§ Requirement: Among the entries below, find each line holding "impl" and return it.

§ Records for this exercise:

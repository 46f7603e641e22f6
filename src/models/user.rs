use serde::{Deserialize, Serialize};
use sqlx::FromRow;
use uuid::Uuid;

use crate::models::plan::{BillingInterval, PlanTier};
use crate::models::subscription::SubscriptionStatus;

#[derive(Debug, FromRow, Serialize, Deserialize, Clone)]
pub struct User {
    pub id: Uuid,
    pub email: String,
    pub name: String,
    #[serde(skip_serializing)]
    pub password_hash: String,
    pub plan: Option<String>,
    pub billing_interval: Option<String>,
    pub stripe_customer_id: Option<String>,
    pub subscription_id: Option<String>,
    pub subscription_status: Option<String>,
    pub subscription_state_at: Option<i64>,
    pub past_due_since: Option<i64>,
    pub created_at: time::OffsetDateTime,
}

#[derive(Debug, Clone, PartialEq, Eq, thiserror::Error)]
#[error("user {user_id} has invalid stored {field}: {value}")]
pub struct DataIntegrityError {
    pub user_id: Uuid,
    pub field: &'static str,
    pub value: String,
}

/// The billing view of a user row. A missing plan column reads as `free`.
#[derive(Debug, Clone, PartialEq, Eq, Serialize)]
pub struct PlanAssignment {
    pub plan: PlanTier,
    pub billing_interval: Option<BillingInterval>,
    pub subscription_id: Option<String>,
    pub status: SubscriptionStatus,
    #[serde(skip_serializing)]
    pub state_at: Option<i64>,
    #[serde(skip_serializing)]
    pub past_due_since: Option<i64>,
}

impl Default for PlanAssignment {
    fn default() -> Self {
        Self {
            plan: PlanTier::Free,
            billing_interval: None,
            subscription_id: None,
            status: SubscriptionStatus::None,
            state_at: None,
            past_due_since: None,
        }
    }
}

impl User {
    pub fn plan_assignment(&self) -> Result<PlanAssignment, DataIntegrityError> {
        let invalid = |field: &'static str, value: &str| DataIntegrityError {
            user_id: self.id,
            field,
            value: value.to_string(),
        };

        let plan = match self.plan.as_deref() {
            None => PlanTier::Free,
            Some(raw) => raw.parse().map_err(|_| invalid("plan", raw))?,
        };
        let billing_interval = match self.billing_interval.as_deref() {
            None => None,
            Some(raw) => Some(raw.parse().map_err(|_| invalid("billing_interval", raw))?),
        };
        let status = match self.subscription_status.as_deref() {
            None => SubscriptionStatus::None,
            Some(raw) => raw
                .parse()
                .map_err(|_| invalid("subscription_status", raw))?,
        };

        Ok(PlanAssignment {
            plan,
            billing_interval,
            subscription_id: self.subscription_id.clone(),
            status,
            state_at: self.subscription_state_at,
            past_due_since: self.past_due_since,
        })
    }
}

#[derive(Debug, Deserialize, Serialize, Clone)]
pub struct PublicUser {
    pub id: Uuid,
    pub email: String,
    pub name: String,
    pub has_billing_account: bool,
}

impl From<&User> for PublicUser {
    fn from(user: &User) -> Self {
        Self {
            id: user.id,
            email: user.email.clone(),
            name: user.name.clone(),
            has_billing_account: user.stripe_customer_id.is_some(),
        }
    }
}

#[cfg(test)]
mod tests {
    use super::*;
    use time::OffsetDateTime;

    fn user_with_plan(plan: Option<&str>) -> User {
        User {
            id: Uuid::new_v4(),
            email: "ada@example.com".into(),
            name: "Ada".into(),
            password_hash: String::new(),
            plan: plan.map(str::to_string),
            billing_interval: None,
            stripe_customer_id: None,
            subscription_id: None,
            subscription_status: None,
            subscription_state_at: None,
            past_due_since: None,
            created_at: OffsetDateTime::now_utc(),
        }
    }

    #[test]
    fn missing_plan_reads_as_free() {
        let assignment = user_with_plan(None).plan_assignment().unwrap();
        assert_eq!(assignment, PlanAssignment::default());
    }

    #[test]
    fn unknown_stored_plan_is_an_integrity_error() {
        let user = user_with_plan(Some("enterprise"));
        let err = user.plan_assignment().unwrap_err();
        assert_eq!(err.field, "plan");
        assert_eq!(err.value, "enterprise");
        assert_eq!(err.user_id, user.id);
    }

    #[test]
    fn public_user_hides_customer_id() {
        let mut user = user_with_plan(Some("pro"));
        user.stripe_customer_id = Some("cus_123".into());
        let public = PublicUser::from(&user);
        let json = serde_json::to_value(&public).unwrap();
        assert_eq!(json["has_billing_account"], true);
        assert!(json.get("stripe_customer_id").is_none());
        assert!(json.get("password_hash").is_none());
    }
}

§ Response:
impl Default for PlanAssignment {
impl User {
impl From<&User> for PublicUser {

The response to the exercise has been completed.